■ WHAT THIS TASK INVOLVES
In the records below, pick out all lines containing the word "Deserialize".

::::::::

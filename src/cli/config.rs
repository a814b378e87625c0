//! Configuration file
//!
//! ```json
//! {
//!   "store_path": "db/taxi.tripdb",
//!   "sources": ["data/"],
//!   "lookup_path": "data/taxi_zone_lookup.csv",
//!   "analysis_year": 2024
//! }
//! ```
//!
//! Only `sources` is required. `"analysis_year": null` keeps every row.

use std::fs;
use std::path::{Path, PathBuf};

use serde::{Deserialize, Serialize};
use tracing::info;

use crate::executor::Store;
use crate::ingest::{IngestOptions, Ingestor};
use crate::observability::Event;

use super::errors::{CliError, CliResult};

const MIN_ANALYSIS_YEAR: i32 = 1900;
const MAX_ANALYSIS_YEAR: i32 = 2100;

#[derive(Debug, Clone, PartialEq, Eq, Serialize, Deserialize)]
pub struct Config {
    /// Store file (optional, default "db/taxi.tripdb")
    #[serde(default = "default_store_path")]
    pub store_path: PathBuf,

    /// Parquet files or directories of them
    #[serde(default)]
    pub sources: Vec<PathBuf>,

    /// Zone lookup CSV (optional, default "data/taxi_zone_lookup.csv")
    #[serde(default = "default_lookup_path")]
    pub lookup_path: PathBuf,

    /// Pickup year to keep (optional, default 2024)
    #[serde(default = "default_analysis_year")]
    pub analysis_year: Option<i32>,
}

fn default_store_path() -> PathBuf {
    PathBuf::from("db/taxi.tripdb")
}
fn default_lookup_path() -> PathBuf {
    PathBuf::from("data/taxi_zone_lookup.csv")
}
fn default_analysis_year() -> Option<i32> {
    Some(2024)
}

impl Config {
    /// Load configuration from file
    pub fn load(path: &Path) -> CliResult<Self> {
        let content = fs::read_to_string(path).map_err(|e| {
            CliError::config_error(format!("Failed to read config {}: {}", path.display(), e))
        })?;

        let config: Config = serde_json::from_str(&content)
            .map_err(|e| CliError::config_error(format!("Invalid config JSON: {}", e)))?;

        config.validate()?;

        info!(
            event = %Event::ConfigLoaded,
            path = %path.display(),
            sources = config.sources.len() as u64,
            analysis_year = ?config.analysis_year,
        );
        Ok(config)
    }

    fn validate(&self) -> CliResult<()> {
        if self.store_path.as_os_str().is_empty() {
            return Err(CliError::config_error("store_path must not be empty"));
        }

        if self.sources.is_empty() {
            return Err(CliError::config_error("sources must list at least one path"));
        }

        if let Some(year) = self.analysis_year {
            if !(MIN_ANALYSIS_YEAR..=MAX_ANALYSIS_YEAR).contains(&year) {
                return Err(CliError::config_error(format!(
                    "Invalid analysis_year: {}. Expected {}..={} or null.",
                    year, MIN_ANALYSIS_YEAR, MAX_ANALYSIS_YEAR
                )));
            }
        }

        Ok(())
    }

    pub fn ingestor(&self) -> Ingestor {
        Ingestor::new(
            &self.store_path,
            IngestOptions {
                analysis_year: self.analysis_year,
            },
        )
    }

    pub fn store(&self) -> Store {
        Store::new(&self.store_path)
    }
}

::::::::

■ WRITTEN ANSWER
use serde::{Deserialize, Serialize};
#[derive(Debug, Clone, PartialEq, Eq, Serialize, Deserialize)]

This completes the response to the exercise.